How NotepadAnon Works
A step-by-step walkthrough of the NotepadAnon encryption and sharing pipeline.
The Short Version
NotepadAnon encrypts your note in your browser, uploads only the unreadable ciphertext, and puts the decryption key in the URL. The server never sees the key. The recipient’s browser decrypts the note locally. After reading, the ciphertext is deleted. The whole process makes it cryptographically impossible for NotepadAnon — or anyone else — to read your notes.
Step-by-Step Walkthrough
- 1
You write your note
You type your message (and optionally attach an image) directly in your browser. At this point, nothing has been sent anywhere. The content exists only on your device.
- 2
Your browser generates a random key
NotepadAnon uses the Web Crypto API — a native browser cryptography interface — to generate a cryptographically secure random AES-GCM 256-bit key. This key never leaves your browser.
- 3
The note is encrypted client-side
Your note is encrypted in the browser using AES-GCM with the generated key. AES-GCM produces ciphertext (unreadable encrypted data) plus an authentication tag that prevents tampering. Only the ciphertext is prepared for upload.
- 4
Only the ciphertext is uploaded
NotepadAnon sends the encrypted ciphertext to the server. The key is never included in this request. The server receives only data it cannot read, stores it with a generated note ID, and returns that ID.
- 5
The link is assembled with the key in the fragment
NotepadAnon constructs a sharing link in the format notepadanon.com/note/[id]#[key]. The key is placed after the # (the URL fragment). Browsers never send the fragment in HTTP requests — it is only available to client-side JavaScript.
- 6
The recipient opens the link
When the recipient clicks the link, their browser loads the page. JavaScript on the page reads the key from the URL fragment (which was never sent to the server) and fetches the ciphertext for that note ID.
- 7
Decryption happens in the recipient's browser
The recipient's browser decrypts the ciphertext using the key from the URL fragment. The plaintext is displayed. At no point did the server ever hold the key or the decrypted content.
- 8
The note is deleted
If burn-after-read is enabled, the server deletes the ciphertext immediately upon the first fetch. The note ID becomes invalid. Even if the link were shared again, there would be nothing to retrieve.

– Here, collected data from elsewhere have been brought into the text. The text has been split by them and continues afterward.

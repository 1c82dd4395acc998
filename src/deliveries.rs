// ============================================================================
// Delivery Request Coordinator
// ============================================================================
//
// Manages the one-to-one relationship between a delivery request and its
// parent listing. The two paired writes the product depends on (creating
// a request while moving the listing to `delivery_requested`, and accepting
// a request while moving the listing to `volunteer_assigned`) each run in
// a single database transaction so no observable state has one side updated
// and not the other.
//
// ============================================================================

use chrono::{DateTime, Utc};
use serde::Serialize;
use std::fmt;
use std::str::FromStr;
use uuid::Uuid;

use crate::config::MAX_LIST_ROWS;
use crate::db::DbPool;
use crate::error::{AppError, AppResult};
use crate::listings::Listing;
use crate::users::User;

/// Delivery request lifecycle status.
///
/// Only `PendingVolunteerAssignment` and `AssignedToVolunteer` are produced
/// by the current transitions. The remaining statuses are reachable in the
/// type system for forward compatibility with courier progress tracking and
/// cancellations, but nothing sets them yet.
#[derive(Debug, Clone, Copy, PartialEq, Eq, Serialize)]
#[serde(rename_all = "snake_case")]
pub enum DeliveryStatus {
    PendingVolunteerAssignment,
    AssignedToVolunteer,
    PickupInProgress,
    DeliveryInProgress,
    Delivered,
    CancelledByRecipient,
    CancelledByVolunteer,
    CancelledByDonor,
}

impl DeliveryStatus {
    pub fn as_str(&self) -> &'static str {
        match self {
            DeliveryStatus::PendingVolunteerAssignment => "pending_volunteer_assignment",
            DeliveryStatus::AssignedToVolunteer => "assigned_to_volunteer",
            DeliveryStatus::PickupInProgress => "pickup_in_progress",
            DeliveryStatus::DeliveryInProgress => "delivery_in_progress",
            DeliveryStatus::Delivered => "delivered",
            DeliveryStatus::CancelledByRecipient => "cancelled_by_recipient",
            DeliveryStatus::CancelledByVolunteer => "cancelled_by_volunteer",
            DeliveryStatus::CancelledByDonor => "cancelled_by_donor",
        }
    }
}

impl fmt::Display for DeliveryStatus {
    fn fmt(&self, f: &mut fmt::Formatter<'_>) -> fmt::Result {
        f.write_str(self.as_str())
    }
}

impl FromStr for DeliveryStatus {
    type Err = AppError;

    fn from_str(s: &str) -> Result<Self, Self::Err> {
        match s {
            "pending_volunteer_assignment" => Ok(DeliveryStatus::PendingVolunteerAssignment),
            "assigned_to_volunteer" => Ok(DeliveryStatus::AssignedToVolunteer),
            "pickup_in_progress" => Ok(DeliveryStatus::PickupInProgress),
            "delivery_in_progress" => Ok(DeliveryStatus::DeliveryInProgress),
            "delivered" => Ok(DeliveryStatus::Delivered),
            "cancelled_by_recipient" => Ok(DeliveryStatus::CancelledByRecipient),
            "cancelled_by_volunteer" => Ok(DeliveryStatus::CancelledByVolunteer),
            "cancelled_by_donor" => Ok(DeliveryStatus::CancelledByDonor),
            other => Err(AppError::validation(format!(
                "Unknown delivery status: {}",
                other
            ))),
        }
    }
}

impl sqlx::Type<sqlx::Postgres> for DeliveryStatus {
    fn type_info() -> sqlx::postgres::PgTypeInfo {
        <&str as sqlx::Type<sqlx::Postgres>>::type_info()
    }

    fn compatible(ty: &sqlx::postgres::PgTypeInfo) -> bool {
        <&str as sqlx::Type<sqlx::Postgres>>::compatible(ty)
    }
}

impl<'r> sqlx::Decode<'r, sqlx::Postgres> for DeliveryStatus {
    fn decode(
        value: sqlx::postgres::PgValueRef<'r>,
    ) -> Result<Self, sqlx::error::BoxDynError> {
        let s = <&str as sqlx::Decode<'r, sqlx::Postgres>>::decode(value)?;
        Ok(s.parse()?)
    }
}

/// A volunteer-fulfillment task derived from a listing. Donor and pickup
/// fields are a snapshot taken at request time, not a live reference.
#[derive(Debug, Clone, Serialize, sqlx::FromRow)]
#[serde(rename_all = "camelCase")]
pub struct DeliveryRequest {
    pub id: Uuid,
    pub listing_id: Uuid,
    pub donor_id: Uuid,
    pub donor_name: Option<String>,
    pub food_type: String,
    pub quantity: String,
    pub pickup_location: String,
    pub pickup_latitude: Option<f64>,
    pub pickup_longitude: Option<f64>,
    pub pickup_instructions: Option<String>,
    pub recipient_id: Uuid,
    pub recipient_name: Option<String>,
    pub requested_at: DateTime<Utc>,
    pub status: DeliveryStatus,
    pub assigned_volunteer_id: Option<Uuid>,
    pub assigned_volunteer_name: Option<String>,
    pub assigned_at: Option<DateTime<Utc>>,
}

const REQUEST_COLUMNS: &str = "id, listing_id, donor_id, donor_name, food_type, quantity, \
     pickup_location, pickup_latitude, pickup_longitude, pickup_instructions, \
     recipient_id, recipient_name, requested_at, status, \
     assigned_volunteer_id, assigned_volunteer_name, assigned_at";

/// Create a delivery request for a listing. One transaction covers the
/// listing's conditional transition to `delivery_requested` (which also
/// stamps the claim metadata) and the insert of the request snapshot, so
/// a listing can spawn at most one live request.
pub async fn request_delivery(
    pool: &DbPool,
    listing_id: &Uuid,
    recipient: &User,
) -> AppResult<(Listing, DeliveryRequest)> {
    let mut tx = pool.begin().await?;

    let listing = sqlx::query_as::<_, Listing>(
        r#"
        UPDATE food_listings
        SET status = 'delivery_requested',
            claimed_by = $2,
            claimed_at = NOW(),
            claim_type = 'volunteer-delivery'
        WHERE id = $1 AND status IN ('available', 'requested')
        RETURNING id, donor_id, donor_name, food_type, quantity, location,
                  latitude, longitude, pickup_instructions, image_url, expiry_date,
                  posted_at, status, claimed_by, claimed_at, claim_type
        "#,
    )
    .bind(listing_id)
    .bind(recipient.id)
    .fetch_optional(&mut *tx)
    .await?;

    let listing = match listing {
        Some(listing) => listing,
        None => {
            tx.rollback().await?;
            return if crate::listings::get_listing(pool, listing_id).await?.is_none() {
                Err(AppError::not_found("Listing not found"))
            } else {
                Err(AppError::conflict("This listing is no longer available"))
            };
        }
    };

    let request = sqlx::query_as::<_, DeliveryRequest>(&format!(
        r#"
        INSERT INTO delivery_requests
            (listing_id, donor_id, donor_name, food_type, quantity,
             pickup_location, pickup_latitude, pickup_longitude, pickup_instructions,
             recipient_id, recipient_name)
        VALUES ($1, $2, $3, $4, $5, $6, $7, $8, $9, $10, $11)
        RETURNING {REQUEST_COLUMNS}
        "#
    ))
    .bind(listing.id)
    .bind(listing.donor_id)
    .bind(listing.donor_name.as_deref())
    .bind(&listing.food_type)
    .bind(&listing.quantity)
    .bind(&listing.location)
    .bind(listing.latitude)
    .bind(listing.longitude)
    .bind(listing.pickup_instructions.as_deref())
    .bind(recipient.id)
    .bind(&recipient.name)
    .fetch_one(&mut *tx)
    .await?;

    tx.commit().await?;

    tracing::info!(
        listing_id = %listing.id,
        request_id = %request.id,
        recipient_id = %recipient.id,
        "Volunteer delivery requested"
    );

    Ok((listing, request))
}

/// All requests a volunteer can pick up, oldest first: the recipient who
/// asked first is served first.
pub async fn pending_requests(pool: &DbPool) -> AppResult<Vec<DeliveryRequest>> {
    let requests = sqlx::query_as::<_, DeliveryRequest>(&format!(
        r#"
        SELECT {REQUEST_COLUMNS}
        FROM delivery_requests
        WHERE status = 'pending_volunteer_assignment'
        ORDER BY requested_at ASC
        LIMIT $1
        "#
    ))
    .bind(MAX_LIST_ROWS)
    .fetch_all(pool)
    .await?;

    Ok(requests)
}

pub async fn get_request(pool: &DbPool, request_id: &Uuid) -> AppResult<Option<DeliveryRequest>> {
    let request = sqlx::query_as::<_, DeliveryRequest>(&format!(
        "SELECT {REQUEST_COLUMNS} FROM delivery_requests WHERE id = $1"
    ))
    .bind(request_id)
    .fetch_optional(pool)
    .await?;

    Ok(request)
}

/// Volunteer accepts a pending request. The request's conditional
/// transition and the parent listing's move to `volunteer_assigned` commit
/// together or not at all. A request that already left
/// `pending_volunteer_assignment` yields an `ALREADY_HANDLED` conflict and
/// the caller is expected to refresh its view.
pub async fn accept_request(
    pool: &DbPool,
    request_id: &Uuid,
    volunteer: &User,
) -> AppResult<DeliveryRequest> {
    let mut tx = pool.begin().await?;

    let request = sqlx::query_as::<_, DeliveryRequest>(&format!(
        r#"
        UPDATE delivery_requests
        SET status = 'assigned_to_volunteer',
            assigned_volunteer_id = $2,
            assigned_volunteer_name = $3,
            assigned_at = NOW()
        WHERE id = $1 AND status = 'pending_volunteer_assignment'
        RETURNING {REQUEST_COLUMNS}
        "#
    ))
    .bind(request_id)
    .bind(volunteer.id)
    .bind(&volunteer.name)
    .fetch_optional(&mut *tx)
    .await?;

    let request = match request {
        Some(request) => request,
        None => {
            tx.rollback().await?;
            return if get_request(pool, request_id).await?.is_none() {
                Err(AppError::not_found("Delivery request not found"))
            } else {
                Err(AppError::conflict(
                    "This pickup request is no longer pending",
                ))
            };
        }
    };

    let listing_update = sqlx::query(
        r#"
        UPDATE food_listings
        SET status = 'volunteer_assigned'
        WHERE id = $1 AND status = 'delivery_requested'
        "#,
    )
    .bind(request.listing_id)
    .execute(&mut *tx)
    .await?;

    // Both sides transition or neither does. The listing can have left
    // `delivery_requested` (an operator marking it expired or fulfilled)
    // while the request still looked pending.
    if listing_update.rows_affected() != 1 {
        tx.rollback().await?;
        return Err(AppError::conflict(
            "The donation behind this pickup request is no longer available",
        ));
    }

    tx.commit().await?;

    tracing::info!(
        request_id = %request.id,
        listing_id = %request.listing_id,
        volunteer_id = %volunteer.id,
        "Delivery request accepted"
    );

    Ok(request)
}

#[cfg(test)]
mod tests {
    use super::*;

    #[test]
    fn status_round_trips_through_text() {
        for status in [
            DeliveryStatus::PendingVolunteerAssignment,
            DeliveryStatus::AssignedToVolunteer,
            DeliveryStatus::PickupInProgress,
            DeliveryStatus::DeliveryInProgress,
            DeliveryStatus::Delivered,
            DeliveryStatus::CancelledByRecipient,
            DeliveryStatus::CancelledByVolunteer,
            DeliveryStatus::CancelledByDonor,
        ] {
            assert_eq!(status.as_str().parse::<DeliveryStatus>().unwrap(), status);
        }
        assert!("lost_in_transit".parse::<DeliveryStatus>().is_err());
    }

    #[test]
    fn serializes_snake_case_for_the_api() {
        let json = serde_json::to_string(&DeliveryStatus::PendingVolunteerAssignment).unwrap();
        assert_eq!(json, "\"pending_volunteer_assignment\"");
    }
}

The URL Fragment Trick — Why It Works
The security of NotepadAnon hinges on a well-established browser behaviour: the URL fragment ( everything after #) is never sent to the server in HTTP requests. This is specified in RFC 3986 and implemented consistently across all major browsers.
This means the decryption key embedded in a NotepadAnon link is processed entirely on the client. Even NotepadAnon’s own server logs cannot capture it because browsers simply never transmit it.
Open Source
NotepadAnon is open source. You can review the complete client-side encryption code to verify that the key generation, encryption, and decryption all happen exactly as described. Trust through transparency — not through promises.